Collected data
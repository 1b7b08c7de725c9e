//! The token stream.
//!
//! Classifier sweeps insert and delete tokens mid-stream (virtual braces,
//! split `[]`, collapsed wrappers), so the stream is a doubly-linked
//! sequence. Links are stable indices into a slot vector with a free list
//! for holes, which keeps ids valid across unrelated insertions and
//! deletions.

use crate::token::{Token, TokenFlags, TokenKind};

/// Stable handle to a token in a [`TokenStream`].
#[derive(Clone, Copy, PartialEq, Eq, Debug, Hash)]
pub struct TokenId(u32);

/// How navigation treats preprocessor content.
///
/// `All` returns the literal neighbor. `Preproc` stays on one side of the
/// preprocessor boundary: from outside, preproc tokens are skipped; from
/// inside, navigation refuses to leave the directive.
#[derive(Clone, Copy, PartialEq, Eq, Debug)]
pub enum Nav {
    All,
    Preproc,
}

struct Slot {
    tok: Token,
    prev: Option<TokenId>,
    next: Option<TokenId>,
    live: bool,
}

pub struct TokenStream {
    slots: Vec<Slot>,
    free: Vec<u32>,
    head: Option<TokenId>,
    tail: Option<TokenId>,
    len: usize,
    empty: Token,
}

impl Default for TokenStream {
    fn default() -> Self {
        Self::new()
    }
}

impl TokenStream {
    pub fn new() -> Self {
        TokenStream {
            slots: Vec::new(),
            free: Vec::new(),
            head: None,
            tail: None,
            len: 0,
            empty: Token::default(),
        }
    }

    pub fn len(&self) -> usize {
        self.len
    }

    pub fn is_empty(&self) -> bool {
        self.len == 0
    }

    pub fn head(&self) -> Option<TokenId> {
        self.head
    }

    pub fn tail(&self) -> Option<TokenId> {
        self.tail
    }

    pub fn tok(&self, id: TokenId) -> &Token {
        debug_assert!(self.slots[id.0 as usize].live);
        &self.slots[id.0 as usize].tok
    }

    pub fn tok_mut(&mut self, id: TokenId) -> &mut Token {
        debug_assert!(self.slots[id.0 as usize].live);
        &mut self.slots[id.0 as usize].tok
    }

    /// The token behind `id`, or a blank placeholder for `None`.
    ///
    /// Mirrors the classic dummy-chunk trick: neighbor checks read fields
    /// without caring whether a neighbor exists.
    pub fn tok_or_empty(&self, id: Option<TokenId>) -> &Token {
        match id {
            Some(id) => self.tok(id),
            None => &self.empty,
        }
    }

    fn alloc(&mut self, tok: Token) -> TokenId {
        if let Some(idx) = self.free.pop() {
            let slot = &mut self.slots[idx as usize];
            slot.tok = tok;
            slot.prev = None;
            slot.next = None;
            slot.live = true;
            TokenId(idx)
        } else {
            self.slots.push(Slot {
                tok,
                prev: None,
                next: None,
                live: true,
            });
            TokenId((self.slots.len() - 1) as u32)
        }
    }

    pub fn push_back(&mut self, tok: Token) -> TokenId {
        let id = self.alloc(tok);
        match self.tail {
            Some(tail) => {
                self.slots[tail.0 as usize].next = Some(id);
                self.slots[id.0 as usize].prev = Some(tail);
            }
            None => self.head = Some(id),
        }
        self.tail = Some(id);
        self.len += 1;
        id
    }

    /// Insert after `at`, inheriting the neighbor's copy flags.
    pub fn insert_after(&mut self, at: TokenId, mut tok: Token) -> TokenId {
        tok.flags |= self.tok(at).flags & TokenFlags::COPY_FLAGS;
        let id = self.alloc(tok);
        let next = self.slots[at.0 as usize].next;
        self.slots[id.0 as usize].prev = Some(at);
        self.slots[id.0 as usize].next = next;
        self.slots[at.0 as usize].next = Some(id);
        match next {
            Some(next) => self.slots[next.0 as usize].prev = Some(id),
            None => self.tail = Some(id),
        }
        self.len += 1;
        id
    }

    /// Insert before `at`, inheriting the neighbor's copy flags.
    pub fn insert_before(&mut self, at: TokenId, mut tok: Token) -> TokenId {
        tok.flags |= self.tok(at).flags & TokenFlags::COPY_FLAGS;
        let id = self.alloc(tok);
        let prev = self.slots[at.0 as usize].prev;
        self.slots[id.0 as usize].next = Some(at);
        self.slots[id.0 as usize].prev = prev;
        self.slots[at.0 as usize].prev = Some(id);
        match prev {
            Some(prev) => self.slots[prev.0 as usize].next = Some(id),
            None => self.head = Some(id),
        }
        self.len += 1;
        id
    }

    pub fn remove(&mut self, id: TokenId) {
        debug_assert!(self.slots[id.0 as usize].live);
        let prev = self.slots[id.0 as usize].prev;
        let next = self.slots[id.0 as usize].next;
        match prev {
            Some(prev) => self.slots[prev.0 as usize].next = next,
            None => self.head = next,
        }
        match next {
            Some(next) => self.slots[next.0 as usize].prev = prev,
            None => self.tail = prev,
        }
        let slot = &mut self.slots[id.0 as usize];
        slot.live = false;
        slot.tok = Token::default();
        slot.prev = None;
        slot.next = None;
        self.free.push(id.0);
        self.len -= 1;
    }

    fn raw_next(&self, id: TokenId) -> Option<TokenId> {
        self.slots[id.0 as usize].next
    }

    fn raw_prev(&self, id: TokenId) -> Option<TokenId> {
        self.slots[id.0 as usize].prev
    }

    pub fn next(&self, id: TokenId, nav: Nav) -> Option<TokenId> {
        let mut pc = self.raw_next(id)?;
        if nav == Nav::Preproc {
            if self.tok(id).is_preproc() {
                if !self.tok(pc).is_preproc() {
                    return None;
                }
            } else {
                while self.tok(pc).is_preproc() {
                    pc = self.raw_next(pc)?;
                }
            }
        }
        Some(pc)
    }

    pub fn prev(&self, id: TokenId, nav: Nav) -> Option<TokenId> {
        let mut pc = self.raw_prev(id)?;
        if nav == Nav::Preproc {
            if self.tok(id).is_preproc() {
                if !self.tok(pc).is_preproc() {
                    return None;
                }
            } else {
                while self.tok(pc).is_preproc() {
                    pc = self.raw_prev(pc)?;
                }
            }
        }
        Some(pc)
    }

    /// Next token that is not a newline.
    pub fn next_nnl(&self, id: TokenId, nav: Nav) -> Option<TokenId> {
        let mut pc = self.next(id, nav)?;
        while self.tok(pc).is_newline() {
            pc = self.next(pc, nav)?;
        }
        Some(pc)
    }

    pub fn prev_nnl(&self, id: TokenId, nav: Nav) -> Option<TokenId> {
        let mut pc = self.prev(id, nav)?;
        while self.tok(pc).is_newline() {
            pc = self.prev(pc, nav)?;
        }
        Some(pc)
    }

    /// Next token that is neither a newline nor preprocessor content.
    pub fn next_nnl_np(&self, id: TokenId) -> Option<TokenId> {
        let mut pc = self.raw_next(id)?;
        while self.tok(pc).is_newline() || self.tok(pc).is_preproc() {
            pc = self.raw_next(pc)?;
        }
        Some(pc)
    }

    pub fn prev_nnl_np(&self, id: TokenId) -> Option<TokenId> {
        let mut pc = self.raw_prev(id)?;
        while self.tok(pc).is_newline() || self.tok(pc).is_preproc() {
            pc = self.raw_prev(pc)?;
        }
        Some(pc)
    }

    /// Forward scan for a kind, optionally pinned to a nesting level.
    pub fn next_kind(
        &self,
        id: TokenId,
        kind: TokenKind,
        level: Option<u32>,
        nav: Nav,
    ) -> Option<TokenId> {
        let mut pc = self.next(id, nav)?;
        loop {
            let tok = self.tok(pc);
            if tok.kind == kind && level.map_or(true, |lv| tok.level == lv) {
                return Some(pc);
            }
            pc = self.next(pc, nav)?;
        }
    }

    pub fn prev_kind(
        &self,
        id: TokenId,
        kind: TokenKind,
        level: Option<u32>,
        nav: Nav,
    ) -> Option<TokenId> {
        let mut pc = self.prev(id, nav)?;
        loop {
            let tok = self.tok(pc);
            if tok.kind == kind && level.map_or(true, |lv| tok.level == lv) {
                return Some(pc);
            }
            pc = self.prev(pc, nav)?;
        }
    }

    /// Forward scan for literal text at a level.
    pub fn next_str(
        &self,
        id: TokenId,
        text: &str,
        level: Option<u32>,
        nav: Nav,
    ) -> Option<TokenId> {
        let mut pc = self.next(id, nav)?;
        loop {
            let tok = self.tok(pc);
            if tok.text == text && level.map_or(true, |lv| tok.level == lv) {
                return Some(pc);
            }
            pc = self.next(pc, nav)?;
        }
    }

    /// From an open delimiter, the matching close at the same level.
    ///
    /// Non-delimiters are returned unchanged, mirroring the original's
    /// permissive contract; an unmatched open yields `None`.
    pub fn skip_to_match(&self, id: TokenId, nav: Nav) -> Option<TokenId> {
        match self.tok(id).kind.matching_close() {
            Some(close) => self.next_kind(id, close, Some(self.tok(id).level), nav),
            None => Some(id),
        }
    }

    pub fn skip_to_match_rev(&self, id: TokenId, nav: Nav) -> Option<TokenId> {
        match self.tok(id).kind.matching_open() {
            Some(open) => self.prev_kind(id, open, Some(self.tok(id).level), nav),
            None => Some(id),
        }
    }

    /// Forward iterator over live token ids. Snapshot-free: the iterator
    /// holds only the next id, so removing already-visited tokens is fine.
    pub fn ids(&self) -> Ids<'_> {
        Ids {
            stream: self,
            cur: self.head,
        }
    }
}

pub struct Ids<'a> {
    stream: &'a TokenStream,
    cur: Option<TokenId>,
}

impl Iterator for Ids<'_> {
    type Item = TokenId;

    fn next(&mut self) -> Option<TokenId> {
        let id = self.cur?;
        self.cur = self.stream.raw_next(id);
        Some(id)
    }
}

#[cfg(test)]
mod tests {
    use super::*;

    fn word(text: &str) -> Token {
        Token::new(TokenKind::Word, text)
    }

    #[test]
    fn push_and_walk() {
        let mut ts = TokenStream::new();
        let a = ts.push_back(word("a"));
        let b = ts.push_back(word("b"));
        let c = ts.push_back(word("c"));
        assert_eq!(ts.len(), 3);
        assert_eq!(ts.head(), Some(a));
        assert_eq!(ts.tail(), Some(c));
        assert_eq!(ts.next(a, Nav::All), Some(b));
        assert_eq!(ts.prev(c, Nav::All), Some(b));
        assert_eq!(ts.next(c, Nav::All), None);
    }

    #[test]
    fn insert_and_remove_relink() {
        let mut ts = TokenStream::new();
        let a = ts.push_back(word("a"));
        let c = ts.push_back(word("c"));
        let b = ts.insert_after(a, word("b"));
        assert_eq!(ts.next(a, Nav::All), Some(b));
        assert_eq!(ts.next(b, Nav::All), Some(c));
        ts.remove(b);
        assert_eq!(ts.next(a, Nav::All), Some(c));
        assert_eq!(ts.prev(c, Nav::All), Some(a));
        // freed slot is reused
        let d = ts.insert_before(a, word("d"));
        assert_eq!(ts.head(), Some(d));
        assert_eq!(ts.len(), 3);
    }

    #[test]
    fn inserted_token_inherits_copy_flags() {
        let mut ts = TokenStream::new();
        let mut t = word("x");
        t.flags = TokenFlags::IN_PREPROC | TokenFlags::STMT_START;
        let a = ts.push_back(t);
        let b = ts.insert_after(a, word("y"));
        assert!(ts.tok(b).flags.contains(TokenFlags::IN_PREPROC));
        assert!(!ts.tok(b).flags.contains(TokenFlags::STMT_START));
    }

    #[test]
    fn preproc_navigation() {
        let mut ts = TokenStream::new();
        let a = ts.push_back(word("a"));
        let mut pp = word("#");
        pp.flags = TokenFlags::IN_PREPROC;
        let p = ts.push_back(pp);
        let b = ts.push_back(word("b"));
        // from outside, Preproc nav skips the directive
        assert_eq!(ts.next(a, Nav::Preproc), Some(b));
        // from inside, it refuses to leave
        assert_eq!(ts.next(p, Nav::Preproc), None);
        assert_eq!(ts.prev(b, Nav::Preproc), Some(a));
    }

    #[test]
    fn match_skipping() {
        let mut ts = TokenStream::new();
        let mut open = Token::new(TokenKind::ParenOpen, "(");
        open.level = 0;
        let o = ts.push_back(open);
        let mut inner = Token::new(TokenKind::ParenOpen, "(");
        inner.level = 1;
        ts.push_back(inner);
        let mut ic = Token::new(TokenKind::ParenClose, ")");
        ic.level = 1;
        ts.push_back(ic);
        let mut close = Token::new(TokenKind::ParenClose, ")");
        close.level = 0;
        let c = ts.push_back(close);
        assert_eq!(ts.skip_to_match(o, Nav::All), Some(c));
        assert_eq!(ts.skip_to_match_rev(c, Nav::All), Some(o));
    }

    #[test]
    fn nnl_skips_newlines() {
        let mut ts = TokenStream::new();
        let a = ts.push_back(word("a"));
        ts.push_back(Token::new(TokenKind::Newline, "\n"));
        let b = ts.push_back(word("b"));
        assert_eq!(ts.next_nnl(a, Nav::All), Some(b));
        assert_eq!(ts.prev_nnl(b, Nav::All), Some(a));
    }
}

#### ACTIVITY
I need each line of the entries that holds the string "outside" located and copied.

#### RESULT
/// preprocessor boundary: from outside, preproc tokens are skipped; from
        // from outside, Preproc nav skips the directive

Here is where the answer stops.